Comment 77 for bug 245779

Revision history for this message
David McGiven (davidmcgivenn) wrote :

Dear Ubuntu Users,

I'm hitting the same error/bug you are. My setup is the following :

- SunFire X4450 with 4 Intel Xeon 6-Core :
(Intel(R) Xeon(R) CPU E7450 @ 2.40GHz)

- Ubuntu 8.04 LTS :
No LSB modules are available.
Distributor ID: Ubuntu
Description: Ubuntu 8.04.4 LTS
Release: 8.04
Codename: hardy

- Kernel version :
Linux xxxxx 2.6.24-27-server #1 SMP Wed Mar 24 11:32:39 UTC 2010 x86_64 GNU/Linux

- I'm running a 24 processors NAMD job (http://www.ks.uiuc.edu/Research/namd/)

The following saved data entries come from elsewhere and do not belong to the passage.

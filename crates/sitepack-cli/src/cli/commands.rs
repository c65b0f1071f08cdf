use clap::{Args, Subcommand};
use std::path::PathBuf;

use crate::cli::enums::SerializationFormat;

/// Available sitepack subcommands
#[derive(Subcommand, Debug)]
pub enum Command {
    /// Print the resolved configuration
    ///
    /// Starts from the stock configuration for the project root and applies
    /// file and environment overrides.
    Show(ShowArgs),

    /// Validate the configuration
    ///
    /// Checks that every page chunk names a declared entry, that rules have
    /// loaders and that no two outputs collide. With --fs, entry scripts and
    /// templates must also exist.
    Check(CheckArgs),

    /// Show which transform rule governs a file
    ///
    /// The first matching rule wins; shadowed matches are listed as well.
    Match(MatchArgs),

    /// List the files a build writes into the output directory
    Outputs(OutputsArgs),

    /// Print the JSON Schema of the configuration record
    Schema,
}

/// Arguments for the show command
#[derive(Args, Debug)]
pub struct ShowArgs {
    /// Serialization format
    #[arg(short = 'f', long, value_enum, default_value = "json")]
    pub format: SerializationFormat,
}

/// Arguments for the check command
#[derive(Args, Debug)]
pub struct CheckArgs {
    /// Also require entry scripts and page templates to exist on disk
    #[arg(long)]
    pub fs: bool,
}

/// Arguments for the match command
#[derive(Args, Debug)]
pub struct MatchArgs {
    /// File path, as the bundler would see it
    #[arg(value_name = "FILE")]
    pub file: PathBuf,
}

/// Arguments for the outputs command
#[derive(Args, Debug)]
pub struct OutputsArgs {
    /// Print absolute paths under the output directory
    #[arg(long)]
    pub absolute: bool,

    /// Print as JSON instead of a table
    #[arg(long, conflicts_with = "absolute")]
    pub json: bool,
}
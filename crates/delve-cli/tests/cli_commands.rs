//! Integration tests for the `delve` CLI commands.
#![allow(deprecated)] // Command::cargo_bin – macro replacement not yet stable

use assert_cmd::Command;
use predicates::prelude::*;

fn delve() -> Command {
    let mut cmd = Command::cargo_bin("delve").unwrap();
    cmd.env("NO_COLOR", "1")
        .env_remove("RUST_LOG")
        .env_remove("DELVE_LOG")
        .env_remove("DELVE_START")
        .env_remove("DELVE_PROMPT");
    cmd
}

// ---------------------------------------------------------------------------
// show
// ---------------------------------------------------------------------------

#[test]
fn show_renders_location() {
    delve()
        .args(["show", "Cave"])
        .assert()
        .success()
        .stdout(
            predicate::str::contains("Cave - A dark cave\n")
                .and(predicate::str::contains("You see the following NPCs:\n    - Goblin\n"))
                .and(predicate::str::contains("You see the following Items:\n    - Torch\n"))
                .and(predicate::str::contains("    - north - Forest\n"))
                .and(predicate::str::contains("(Visited)").not()),
        );
}

#[test]
fn show_is_case_insensitive() {
    delve()
        .args(["show", "rIVER"])
        .assert()
        .success()
        .stdout(predicate::str::starts_with("River - A fast, cold river"));
}

#[test]
fn show_all_locations() {
    delve()
        .arg("show")
        .assert()
        .success()
        .stdout(
            predicate::str::contains("Cave - ")
                .and(predicate::str::contains("Forest - "))
                .and(predicate::str::contains("River - "))
                .and(predicate::str::contains("Crypt - ")),
        );
}

#[test]
fn show_unknown_location_fails() {
    delve()
        .args(["show", "Moon"])
        .assert()
        .failure()
        .stderr(predicate::str::contains("location not found: \"Moon\""));
}

// ---------------------------------------------------------------------------
// map
// ---------------------------------------------------------------------------

#[test]
fn map_lists_exits() {
    delve()
        .arg("map")
        .assert()
        .success()
        .stdout(
            predicate::str::contains("The Hollow Hills")
                .and(predicate::str::contains("north -> Forest"))
                .and(predicate::str::contains("up -> Cave")),
        );
}

// ---------------------------------------------------------------------------
// play
// ---------------------------------------------------------------------------

#[test]
fn play_walks_through_dungeon() {
    delve()
        .arg("play")
        .write_stdin("north\neast\nmap\nquit\n")
        .assert()
        .success()
        .stdout(
            predicate::str::contains("Entering The Hollow Hills")
                .and(predicate::str::contains("Forest - A green forest"))
                .and(predicate::str::contains("River - A fast, cold river"))
                .and(predicate::str::contains("    - west - Forest (Visited)"))
                .and(predicate::str::contains("Visited 3 of 4 locations:"))
                .and(predicate::str::contains("Goodbye!")),
        );
}

#[test]
fn play_from_start_flag() {
    delve()
        .args(["play", "--start", "crypt", "--prompt", "$ "])
        .write_stdin("quit\n")
        .assert()
        .success()
        .stdout(
            predicate::str::contains("Crypt - A low crypt lined with bones")
                .and(predicate::str::contains("$ Goodbye!")),
        );
}

#[test]
fn play_start_from_env() {
    delve()
        .arg("play")
        .env("DELVE_START", "Forest")
        .write_stdin("")
        .assert()
        .success()
        .stdout(predicate::str::contains("Forest - A green forest"));
}

#[test]
fn play_unknown_start_fails() {
    delve()
        .args(["play", "--start", "Moon"])
        .write_stdin("quit\n")
        .assert()
        .failure()
        .stderr(predicate::str::contains("location not found: Moon"));
}

#[test]
fn play_reports_bad_commands_and_continues() {
    delve()
        .arg("play")
        .write_stdin("dance wildly\nlook dragon\nquit\n")
        .assert()
        .success()
        .stdout(
            predicate::str::contains("unknown command: dance wildly")
                .and(predicate::str::contains("dragon is not here."))
                .and(predicate::str::contains("Goodbye!")),
        );
}
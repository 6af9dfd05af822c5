//! Configuration for a game session.

/// Configuration for a game session.
#[derive(Debug, Clone, PartialEq, Eq)]
pub struct PlayConfig {
    /// Name of the starting location. `None` starts at the first location.
    pub start: Option<String>,
    /// Prompt printed before each command is read.
    pub prompt: String,
}

impl Default for PlayConfig {
    fn default() -> Self {
        Self {
            start: None,
            prompt: "> ".to_string(),
        }
    }
}

impl PlayConfig {
    /// Set the starting location.
    pub fn with_start(mut self, start: impl Into<String>) -> Self {
        self.start = Some(start.into());
        self
    }

    /// Set the prompt.
    pub fn with_prompt(mut self, prompt: impl Into<String>) -> Self {
        self.prompt = prompt.into();
        self
    }
}
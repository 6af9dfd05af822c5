//! Command parsing for player input.

/// A parsed player command.
#[derive(Debug, Clone, PartialEq, Eq)]
pub enum Command {
    /// Leave through the exit with this direction label.
    Move {
        /// The direction label, lowercased with abbreviations expanded.
        direction: String,
    },
    /// Look at the current location or at an NPC or item in it.
    Look {
        /// Optional target to examine.
        target: Option<String>,
    },
    /// List the locations visited so far.
    Map,
    /// Show help.
    Help,
    /// Quit the game.
    Quit,
    /// Unknown command.
    Unknown {
        /// The original input.
        input: String,
    },
}

/// Verb synonyms for command parsing.
const MOVE_VERBS: &[&str] = &["go", "move", "walk", "head", "travel"];
const LOOK_VERBS: &[&str] = &["look", "l", "examine", "ex", "x", "inspect"];
const MAP_VERBS: &[&str] = &["map", "m", "visited"];
const HELP_VERBS: &[&str] = &["help", "h", "?", "commands"];
const QUIT_VERBS: &[&str] = &["quit", "q", "exit", "bye"];

/// Expand a direction abbreviation (`n`, `sw`, ...) and lowercase the label.
///
/// Labels that are not abbreviations are returned lowercased, so custom
/// directions such as `"upstairs"` pass through.
pub fn expand_direction(s: &str) -> String {
    let lower = s.trim().to_lowercase();
    let full = match lower.as_str() {
        "n" => "north",
        "s" => "south",
        "e" => "east",
        "w" => "west",
        "u" => "up",
        "d" => "down",
        "ne" => "northeast",
        "nw" => "northwest",
        "se" => "southeast",
        "sw" => "southwest",
        _ => return lower,
    };
    full.to_string()
}

/// Parse a player input string into a command.
pub fn parse_command(input: &str) -> Command {
    let input = input.trim();
    let words: Vec<&str> = input.split_whitespace().collect();
    let Some((first, rest)) = words.split_first() else {
        return Command::Look { target: None };
    };
    let verb = first.to_lowercase();

    if MOVE_VERBS.contains(&verb.as_str()) {
        // The label is everything after the verb, inner spacing kept
        return parse_move(input[first.len()..].trim_start());
    }
    if LOOK_VERBS.contains(&verb.as_str()) {
        return parse_look(rest);
    }
    if MAP_VERBS.contains(&verb.as_str()) {
        return Command::Map;
    }
    if HELP_VERBS.contains(&verb.as_str()) {
        return Command::Help;
    }
    if QUIT_VERBS.contains(&verb.as_str()) {
        return Command::Quit;
    }

    // A lone word is taken as a direction label
    if rest.is_empty() {
        return Command::Move {
            direction: expand_direction(&verb),
        };
    }

    Command::Unknown {
        input: input.to_string(),
    }
}

fn parse_move(label: &str) -> Command {
    if label.is_empty() {
        return Command::Unknown {
            input: "go where?".to_string(),
        };
    }

    Command::Move {
        direction: expand_direction(label),
    }
}

fn parse_look(rest: &[&str]) -> Command {
    // Skip "at" if present
    let target_words = match rest.split_first() {
        Some((first, tail)) if first.eq_ignore_ascii_case("at") => tail,
        _ => rest,
    };

    if target_words.is_empty() {
        Command::Look { target: None }
    } else {
        Command::Look {
            target: Some(target_words.join(" ")),
        }
    }
}
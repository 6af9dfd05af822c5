pub mod map;
pub mod play;
pub mod show;

use delve_core::Dungeon;

/// Build the starter dungeon, converting errors for the CLI.
fn load_dungeon() -> Result<Dungeon, String> {
    delve_play::starter_dungeon().map_err(|e| format!("failed to build dungeon: {e}"))
}
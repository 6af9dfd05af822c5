use crate::dungeon::LocationId;

/// Alias for `Result<T, CoreError>`.
pub type CoreResult<T> = Result<T, CoreError>;

/// Errors that can occur when building or querying locations.
#[derive(Debug, Clone, PartialEq, Eq, thiserror::Error)]
pub enum CoreError {
    /// A direction label was empty.
    #[error("direction cannot be empty")]
    EmptyDirection,

    /// The direction is already used by another exit of the same location.
    #[error("direction already exists: \"{0}\"")]
    DuplicateDirection(String),

    /// The requested location ID does not exist in the dungeon.
    #[error("location not found: {0}")]
    LocationNotFound(LocationId),

    /// A location with the same name already exists in the dungeon.
    #[error("location already exists: \"{0}\"")]
    DuplicateName(String),
}

/// Coarse classification of a [`CoreError`].
#[derive(Debug, Clone, Copy, PartialEq, Eq)]
pub enum ErrorKind {
    /// The caller passed a value that can never be valid.
    InvalidArgument,
    /// The value clashes with existing state.
    Conflict,
    /// A referenced location does not exist.
    NotFound,
}

impl CoreError {
    /// Returns the kind of this error.
    pub fn kind(&self) -> ErrorKind {
        match self {
            Self::EmptyDirection => ErrorKind::InvalidArgument,
            Self::DuplicateDirection(_) | Self::DuplicateName(_) => ErrorKind::Conflict,
            Self::LocationNotFound(_) => ErrorKind::NotFound,
        }
    }
}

After less than 1 minute, the system becomes unresponsive for ~10 minutes and then it comes back to "normal" (no need to reboot if you are patient enough).

Checking the dmesg buffer shows the already discussed "[ 2618.201092] BUG: soft lockup - CPU#23 stuck for 11s! [events/23:98]"

I've also seen some messages regarding a RAID module :
[ 2625.160886] aacraid: Host adapter abort request (0,0,0,0)
[ 2625.161029] aacraid: Host adapter reset request. SCSI hang ?

But I don't know if they're very relevant because the software and the data are accessed through NFS so it's not really writing to a local disk.

Does this provide any help to solve the problem ? I can send more detailed logs to the ubuntu LTS team if needed, this bug has to be solved! it's been more than a year now.